Excerpted data =
- Opening Delimiter -
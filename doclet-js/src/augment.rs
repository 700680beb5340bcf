//! Inheritance flattening over the completed doclet store: copies inherited
//! members into subclasses (`@augments`), mixed-in members onto their hosts
//! (`@mixes`), and interface members onto implementations (`@implements`).
//!
//! The relationship graph is processed in dependency order so every parent
//! is fully resolved before its children. Cycles are reported with the
//! cycle's member longnames and the affected doclets are skipped; the rest
//! of the store still processes.

use crate::doclet;
use crate::doclet::Doclet;
use crate::doclet::Kind;
use crate::error::DocletError;
use crate::error::DocletErrorType;
use crate::name;
use crate::name::Scope;
use crate::store::DocletId;
use crate::store::DocletStore;
use ahash::AHashMap;
use ahash::AHashSet;
use itertools::Itertools;

// The kinds whose members can be inherited, mixed in, or implemented.
fn is_container_kind(kind: Option<Kind>) -> bool {
  matches!(
    kind,
    Some(Kind::Class) | Some(Kind::External) | Some(Kind::Interface) | Some(Kind::Mixin)
  )
}

fn relation_of(doclet: &Doclet, property: Relation) -> Option<&[String]> {
  match property {
    Relation::Augments => doclet.augments.as_deref(),
    Relation::Mixes => doclet.mixes.as_deref(),
    Relation::Implements => doclet.implements.as_deref(),
  }
}

#[derive(Clone, Copy, PartialEq, Eq, Debug)]
enum Relation {
  Augments,
  Mixes,
  Implements,
}

// Longname -> direct parents, for every container doclet that carries the
// relation.
fn map_dependencies(store: &DocletStore, relation: Relation) -> AHashMap<String, Vec<String>> {
  let mut dependencies: AHashMap<String, Vec<String>> = AHashMap::new();
  for longname in store.longnames() {
    for id in store.by_longname(&longname) {
      let doclet = store.get(id);
      if !is_container_kind(doclet.kind) {
        continue;
      }
      let entry = dependencies.entry(longname.clone()).or_default();
      if let Some(parents) = relation_of(doclet, relation) {
        for parent in parents {
          if !entry.contains(parent) {
            entry.push(parent.clone());
          }
        }
      }
    }
  }
  dependencies
}

#[derive(Clone, Copy, PartialEq, Eq)]
enum Mark {
  Visiting,
  Done,
}

// Depth-first topological sort with cycle detection. Parents sort before
// the doclets that depend on them; members of a detected cycle are reported
// and excluded from the order.
fn sort_dependencies(
  dependencies: &AHashMap<String, Vec<String>>,
) -> (Vec<String>, Vec<DocletError>) {
  let mut marks: AHashMap<&str, Mark> = AHashMap::new();
  let mut sorted = Vec::new();
  let mut cyclic: AHashSet<String> = AHashSet::new();
  let mut errors = Vec::new();

  fn visit<'a>(
    key: &'a str,
    dependencies: &'a AHashMap<String, Vec<String>>,
    marks: &mut AHashMap<&'a str, Mark>,
    sorted: &mut Vec<String>,
    cyclic: &mut AHashSet<String>,
    errors: &mut Vec<DocletError>,
    stack: &mut Vec<String>,
  ) {
    match marks.get(key) {
      Some(Mark::Done) => return,
      Some(Mark::Visiting) => {
        // A back edge: everything from the first occurrence of `key` on
        // the stack is part of the cycle.
        let start = stack
          .iter()
          .position(|entry| entry.as_str() == key)
          .unwrap_or(0);
        let mut members: Vec<String> = stack[start..].to_vec();
        members.push(key.to_owned());
        cyclic.extend(members.iter().cloned());
        errors.push(DocletError::new(DocletErrorType::CyclicAugments(members)));
        return;
      }
      None => {}
    }
    marks.insert(key, Mark::Visiting);
    stack.push(key.to_owned());
    if let Some(parents) = dependencies.get(key) {
      for parent in parents {
        if let Some((parent_key, _)) = dependencies.get_key_value(parent) {
          visit(parent_key, dependencies, marks, sorted, cyclic, errors, stack);
        }
      }
    }
    stack.pop();
    marks.insert(key, Mark::Done);
    sorted.push(key.to_owned());
  }

  let mut stack = Vec::new();
  for key in dependencies.keys().sorted() {
    visit(key, dependencies, &mut marks, &mut sorted, &mut cyclic, &mut errors, &mut stack);
  }

  (
    sorted.into_iter().filter(|key| !cyclic.contains(key)).collect(),
    errors,
  )
}

// The members of a container, restricted to the given scopes.
fn members_in_scope(store: &DocletStore, longname: &str, scopes: &[Scope]) -> Vec<DocletId> {
  store
    .by_memberof(longname)
    .into_iter()
    .filter(|&id| {
      store
        .get(id)
        .scope
        .is_some_and(|scope| scopes.contains(&scope))
    })
    .collect()
}

fn change_memberof(longname: &str, new_memberof: &str) -> String {
  let mut parts = name::atomize(longname, None);
  parts.memberof = new_memberof.to_owned();
  name::combine(&parts)
}

fn mark_properties_inherited(doclet: &mut Doclet) {
  if let Some(properties) = &mut doclet.properties {
    for property in properties {
      property.inherited = Some(true);
    }
  }
}

// Whether any doclet under this longname asked for its docs to come from an
// ancestor.
fn explicitly_inherits(store: &DocletStore, longname: &str) -> bool {
  store.by_longname(longname).into_iter().any(|id| {
    let doclet = store.get(id);
    doclet.inheritdoc.is_some() || doclet.override_ == Some(true)
  })
}

// One synthesized member, deduplicated by longname (the last parent wins
// when multiple ancestors supply the same member name).
struct Additions {
  doclets: Vec<Doclet>,
  index: AHashMap<String, usize>,
}

impl Additions {
  fn new() -> Additions {
    Additions { doclets: Vec::new(), index: AHashMap::new() }
  }

  fn push(&mut self, doclet: Doclet) {
    let longname = doclet.longname.clone().unwrap_or_default();
    match self.index.get(&longname) {
      Some(&idx) => self.doclets[idx] = doclet,
      None => {
        self.index.insert(longname, self.doclets.len());
        self.doclets.push(doclet);
      }
    }
  }
}

fn commit_additions(store: &mut DocletStore, additions: Additions) {
  for doclet in additions.doclets {
    store.add(doclet);
  }
}

// Copies instance members down from each ancestor (nearest first) onto the
// inheriting doclet, skipping members the descendant overrides and
// documents itself.
fn inherited_additions(store: &mut DocletStore, child_longname: &str) -> Additions {
  let mut additions = Additions::new();

  for child_id in store.by_longname(child_longname) {
    let child = store.get(child_id);
    if !matches!(child.kind, Some(Kind::Class) | Some(Kind::Interface)) {
      continue;
    }
    let Some(parents) = child.augments.clone() else {
      continue;
    };
    let child_longname = child.longname.clone().unwrap_or_default();

    for parent in parents {
      for member_id in members_in_scope(store, &parent, &[Scope::Instance]) {
        let member = store.get(member_id);
        if !member.is_documented() {
          continue;
        }
        let member_longname = member.longname.clone().unwrap_or_default();
        let new_longname = change_memberof(&member_longname, &child_longname);

        // The descendant's own docs, unless it explicitly inherits.
        let own = store
          .documented_by_longname(&new_longname)
          .map(|id| store.get(id).clone())
          .filter(|own| own.inheritdoc.is_none())
          .unwrap_or_default();

        let mut copied = doclet::combine(&own, store.get(member_id));
        if copied.inherited != Some(true) {
          copied.inherits = copied.longname.clone();
        }
        copied.inherited = Some(true);
        copied.memberof = Some(child_longname.clone());
        copied.longname = Some(new_longname.clone());
        mark_properties_inherited(&mut copied);

        // Only note an override against the closest ancestor that actually
        // exists under the new longname.
        if store.has_longname(&new_longname) {
          copied.overrides = Some(member_longname.clone());
        } else {
          copied.overrides = None;
        }

        if !store.is_documented_longname(&new_longname) {
          additions.push(copied);
        } else if explicitly_inherits(store, &new_longname) {
          // Replace the descendant's docs with the ancestor's.
          for id in store.by_longname(&new_longname) {
            if store.get(id).is_documented() {
              store.get_mut(id).ignore = Some(true);
            }
          }
          copied.virtual_ = None;
          copied.inheritdoc = None;
          copied.override_ = None;
          additions.push(copied);
        } else {
          for id in store.by_longname(&new_longname) {
            if store.get(id).is_documented() {
              store.get_mut(id).overrides = Some(member_longname.clone());
            }
          }
        }
      }
    }
  }
  additions
}

// Copies static members of each mixin onto the mixing doclet; mixing into a
// class makes them instance members.
fn mixed_in_additions(store: &mut DocletStore, host_longname: &str) -> Additions {
  let mut additions = Additions::new();

  for host_id in store.by_longname(host_longname) {
    let host = store.get(host_id);
    let Some(mixes) = host.mixes.clone() else {
      continue;
    };
    let host_longname = host.longname.clone().unwrap_or_default();
    let host_is_class = host.kind == Some(Kind::Class);

    for mixin in mixes {
      for member_id in members_in_scope(store, &mixin, &[Scope::Static]) {
        if !store.get(member_id).is_documented() {
          continue;
        }
        let mut copied = store.get(member_id).clone();
        let copied_longname = copied.longname.clone().unwrap_or_default();

        // Record where the copy came from, collapsing chains: a member
        // mixed from A into B and then into C lists only the closest
        // source.
        let copied_short = name::atomize(&copied_longname, None).name;
        let mixes_list = copied.mixes.get_or_insert_with(Vec::new);
        mixes_list.retain(|entry| name::atomize(entry, None).name != copied_short);
        mixes_list.push(copied_longname);
        copied.mixed = Some(true);

        let new_longname = change_memberof(
          &copied.longname.clone().unwrap_or_default(),
          &host_longname,
        );
        copied.memberof = Some(host_longname.clone());
        copied.longname = Some(new_longname);
        if host_is_class {
          let mut parts =
            name::atomize(&copied.longname.clone().unwrap_or_default(), None);
          parts.scope = name::PUNC_INSTANCE.to_string();
          copied.longname = Some(name::combine(&parts));
          copied.scope = Some(Scope::Instance);
        }
        additions.push(copied);
      }
    }
  }
  additions
}

// Copies interface members onto implementations, and records the
// implements relationship on documented implementations.
fn implemented_additions(store: &mut DocletStore, impl_longname: &str) -> Additions {
  let mut additions = Additions::new();

  for impl_id in store.by_longname(impl_longname) {
    let implementor = store.get(impl_id);
    let Some(interfaces) = implementor.implements.clone() else {
      continue;
    };
    let impl_longname = implementor.longname.clone().unwrap_or_default();

    for interface in interfaces {
      for member_id in members_in_scope(store, &interface, &[Scope::Instance]) {
        let member = store.get(member_id);
        if !member.is_documented() {
          continue;
        }
        let member_longname = member.longname.clone().unwrap_or_default();
        let new_longname = change_memberof(&member_longname, &impl_longname);

        let own = store
          .documented_by_longname(&new_longname)
          .map(|id| store.get(id).clone())
          .filter(|own| own.inheritdoc.is_none())
          .unwrap_or_default();

        let mut copied = doclet::combine(&own, store.get(member_id));
        copied.memberof = Some(impl_longname.clone());
        copied.longname = Some(new_longname.clone());
        let implements_list = copied.implements.get_or_insert_with(Vec::new);
        if !implements_list.contains(&member_longname) {
          implements_list.push(member_longname.clone());
        }

        // Without an implementation in the code there is nothing to
        // annotate.
        if !store.has_longname(&new_longname) {
          continue;
        }

        if !store.is_documented_longname(&new_longname) {
          additions.push(copied);
        } else if explicitly_inherits(store, &new_longname) {
          for id in store.by_longname(&new_longname) {
            if store.get(id).is_documented() {
              store.get_mut(id).ignore = Some(true);
            }
          }
          copied.virtual_ = None;
          copied.inheritdoc = None;
          copied.override_ = None;
          additions.push(copied);
        } else {
          for id in store.by_longname(&new_longname) {
            if store.get(id).is_documented() {
              let implements =
                store.get_mut(id).implements.get_or_insert_with(Vec::new);
              if !implements.contains(&member_longname) {
                implements.push(member_longname.clone());
              }
            }
          }
        }
      }
    }
  }
  additions
}

fn augment(
  store: &mut DocletStore,
  relation: Relation,
  finder: fn(&mut DocletStore, &str) -> Additions,
) -> Vec<DocletError> {
  let dependencies = map_dependencies(store, relation);
  let (order, errors) = sort_dependencies(&dependencies);
  for longname in order {
    let additions = finder(store, &longname);
    commit_additions(store, additions);
  }
  errors
}

/// Adds doclets to reflect mixins.
pub fn add_mixed_in(store: &mut DocletStore) -> Vec<DocletError> {
  augment(store, Relation::Mixes, mixed_in_additions)
}

/// Adds and updates doclets to reflect interface implementations.
pub fn add_implemented(store: &mut DocletStore) -> Vec<DocletError> {
  augment(store, Relation::Implements, implemented_additions)
}

/// Adds doclets to reflect class inheritance.
pub fn add_inherited(store: &mut DocletStore) -> Vec<DocletError> {
  augment(store, Relation::Augments, inherited_additions)
}

/// Runs all augmentation passes: mixins, implementations, inheritance, and
/// implementations once more in case an interface was inherited.
pub fn augment_all(store: &mut DocletStore) -> Vec<DocletError> {
  let mut errors = add_mixed_in(store);
  errors.extend(add_implemented(store));
  errors.extend(add_inherited(store));
  errors.extend(add_implemented(store));
  errors
}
- Closing Delimiter -
Exercise directions = Throughout the listing, how many lines contain the string "crate"? Give the number on its own.

Response area = 9